Thursday, January 19, 2017

He saw the future: It was hamburgers

Michael Keaton excels in The Founder, the story of how McDonald's became McDonald's.

Everyone knows McDonald's, the ubiquitous hamburger chain. Not everyone knows the story behind one of America's -- and now the world's -- premiere fast-food operations. Founded in 1940 in San Bernardino, Ca. by the McDonald brothers (Mac and Dick), the restaurant revolutionized the drive-in food business by doing away with car hops and anything else that might slow the delivery of burger to customer. The McDonald's slogan: Buy 'em by the bag.

After some meager attempts at franchising, the brothers decided to focus on perfecting their formula.

But in 1954, Ray Kroc entered the brothers' lives. It was Kroc who grew McDonald's into a national phenomenon through an increasingly slick franchise operation.

According to the new movie, The Founder, the brothers were a couple of burger nerds who brought a high ethical standard to their work. Kroc ... well ... not so much.

In The Founder, Michael Keaton gives a terrific performance as Kroc, a man who always seems to be calculating the odds. Kroc doesn't just have ideas; he has bursts of inspiration, and he prides himself on his persistence, which he regards as more important than talent.

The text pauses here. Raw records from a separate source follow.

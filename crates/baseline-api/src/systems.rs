//! Handlers for the systems mapped to a baseline.
//!
//! | Method   | Path | Notes |
//! |----------|------|-------|
//! | `GET`    | `/baselines/{id}/systems` | Optional `?group_ids=..&group_names=..` |
//! | `POST`   | `/baselines/{id}/systems` | Body: `{"system_ids":[..]}` |
//! | `POST`   | `/baselines/{id}/systems/deletion_request` | Body: `{"system_ids":[..]}` |
//! | `DELETE` | `/baselines/{id}/systems/{system_ids}` | Comma-separated ids |
//!
//! Listings carry a top-level `system_ids` array alongside the page, so a
//! client can post it straight back to a `deletion_request`.

use axum::{
  Json,
  extract::{Path, Query, State},
};
use baseline_core::{
  inventory::InventoryFetcher,
  service,
  store::BaselineStore,
  system::{GroupFilter, MappedSystem},
};
use serde::{Deserialize, Serialize};
use serde_json::{Value, json};
use uuid::Uuid;

use crate::{
  AppState,
  error::ApiError,
  identity::{Caller, Permission},
  links::Page,
};

/// Split a comma-separated filter. Empty entries are kept: they select
/// systems without any group.
fn split_filter(raw: Option<&str>) -> Vec<String> {
  raw
    .map(|s| s.split(',').map(|p| p.trim().to_string()).collect())
    .unwrap_or_default()
}

/// Mapped systems plus their bare ids.
#[derive(Debug, Serialize)]
pub struct MappedSystems {
  pub system_ids: Vec<Uuid>,
  #[serde(flatten)]
  pub page:       Page<MappedSystem>,
}

impl From<Vec<MappedSystem>> for MappedSystems {
  fn from(systems: Vec<MappedSystem>) -> Self {
    Self {
      system_ids: systems.iter().map(|s| s.system_id).collect(),
      page:       Page::all(systems),
    }
  }
}

// ─── List ─────────────────────────────────────────────────────────────────────

#[derive(Debug, Default, Deserialize)]
pub struct ListParams {
  pub group_ids:   Option<String>,
  pub group_names: Option<String>,
}

/// `GET /baselines/{id}/systems[?group_ids=..&group_names=..]`
pub async fn list<S, I>(
  State(state): State<AppState<S, I>>,
  caller: Caller,
  Path(id): Path<String>,
  Query(params): Query<ListParams>,
) -> Result<Json<MappedSystems>, ApiError>
where
  S: BaselineStore + 'static,
  I: InventoryFetcher + 'static,
{
  caller.require(&*state.access, &[Permission::BaselinesRead])?;
  let id = service::parse_id(&id)?;
  let filter = GroupFilter {
    group_ids:   split_filter(params.group_ids.as_deref()),
    group_names: split_filter(params.group_names.as_deref()),
  };
  let systems = service::list_mapped_systems(&*state.store, &caller.account, id, &filter).await?;
  Ok(Json(systems.into()))
}

// ─── Add ──────────────────────────────────────────────────────────────────────

#[derive(Debug, Deserialize)]
pub struct SystemIds {
  pub system_ids: Vec<String>,
}

/// `POST /baselines/{id}/systems`, body: `{"system_ids":[..]}`
pub async fn add<S, I>(
  State(state): State<AppState<S, I>>,
  caller: Caller,
  Path(id): Path<String>,
  Json(body): Json<SystemIds>,
) -> Result<Json<MappedSystems>, ApiError>
where
  S: BaselineStore + 'static,
  I: InventoryFetcher + 'static,
{
  caller.require(&*state.access, &[
    Permission::BaselinesWrite,
    Permission::InventoryRead,
  ])?;
  let id = service::parse_id(&id)?;
  let system_ids = service::parse_id_list(&body.system_ids)?;
  let mapped = service::associate_systems(
    &*state.store,
    &*state.inventory,
    &caller.account,
    id,
    &system_ids,
  )
  .await?;
  Ok(Json(mapped.into()))
}

// ─── Remove ───────────────────────────────────────────────────────────────────

async fn remove_ids<S: BaselineStore>(
  store: &S,
  account: &str,
  baseline_id: Uuid,
  system_ids: &[Uuid],
) -> Result<Json<Value>, ApiError> {
  let removed = service::remove_mapped_systems(store, account, baseline_id, system_ids).await?;
  Ok(Json(json!({ "deleted": removed })))
}

/// `DELETE /baselines/{id}/systems/{system_ids}`
pub async fn remove<S, I>(
  State(state): State<AppState<S, I>>,
  caller: Caller,
  Path((id, system_ids)): Path<(String, String)>,
) -> Result<Json<Value>, ApiError>
where
  S: BaselineStore + 'static,
  I: InventoryFetcher + 'static,
{
  caller.require(&*state.access, &[Permission::BaselinesWrite])?;
  let id = service::parse_id(&id)?;
  let system_ids = service::parse_ids(&system_ids)?;
  remove_ids(&*state.store, &caller.account, id, &system_ids).await
}

/// `POST /baselines/{id}/systems/deletion_request`, body: `{"system_ids":[..]}`
pub async fn deletion_request<S, I>(
  State(state): State<AppState<S, I>>,
  caller: Caller,
  Path(id): Path<String>,
  Json(body): Json<SystemIds>,
) -> Result<Json<Value>, ApiError>
where
  S: BaselineStore + 'static,
  I: InventoryFetcher + 'static,
{
  caller.require(&*state.access, &[Permission::BaselinesWrite])?;
  let id = service::parse_id(&id)?;
  let system_ids = service::parse_id_list(&body.system_ids)?;
  remove_ids(&*state.store, &caller.account, id, &system_ids).await
}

Keaton registers Kroc's thoughts with the quickness of a pin ball bouncing off bumpers; he makes Kroc a burger evangelist who understood that no ambition is too grand, and who eventually wrested control of the company from the brothers.

In some other era, an epiphany was something spiritual; as the '50s turned to the '60s, an epiphany shrunk in size. It was the light that dawned in Kroc's eyes when he first saw the San Bernadino McDonald's with its 15 cent hamburgers. You almost can hear Keaton thinking Kroc's thoughts: This, by God, is the future.

At one point, Kroc tells the McDonalds -- beautifully played by Nick Offerman and John Carroll Lynch -- that he envisions McDonald's as part of a small-town trinity: Church (with its cross); town hall (with its flag) and McDonald's with its patented Golden Arches serving as a bridge between the secular and the holy.

Lively direction by John Lee Hancock takes us from Kroc's days selling milk-shake mixers to the peak of his corporate success, which -- of course -- left the McDonald brothers bobbing helplessly in its potent wake.

Hancock (The Blind Side, Saving Mr. Banks) understands that few of us go to movies for moral lessons, so he makes sure to entertain. A sequence in which the McDonald brothers perfect their fast-food assembly line by drawing various positions in the McDonald's food chain on a tennis court becomes exactly what one of the brothers calls it, "a burger ballet."

As Kroc ascends the ladder built by his dreams, his ruthlessness becomes clearer; he sheds his first wife (Laura Dern). Before that he meets the woman (Linda Cardellini) who'll become his next wife. Gradually, he grows into the image he has created for himself, and it's exciting to watch Keaton expand Kroc's ego to match his achievements.

In a powerful scene toward the movie's end, Kroc explains to the exasperated Dick McDonald that the thing he most wanted to appropriate from the brothers was their name. He figured McDonald had an all-American ring that forever would elude a man named Kroc. He wound up taking not only their burgers, but their identity.

I can't say that Hancock, working from a screenplay by Robert D. Siegel, has made the Citizen Kane of fast food, but he's made an entertaining movie with enough substance to give you pause.

Let me summarize with something that may sound familiar in these days of ascending Trumpism:
The McDonald brothers were about burgers; Kroc -- in what probably could have been an even tougher movie -- was about being hailed as a conqueror.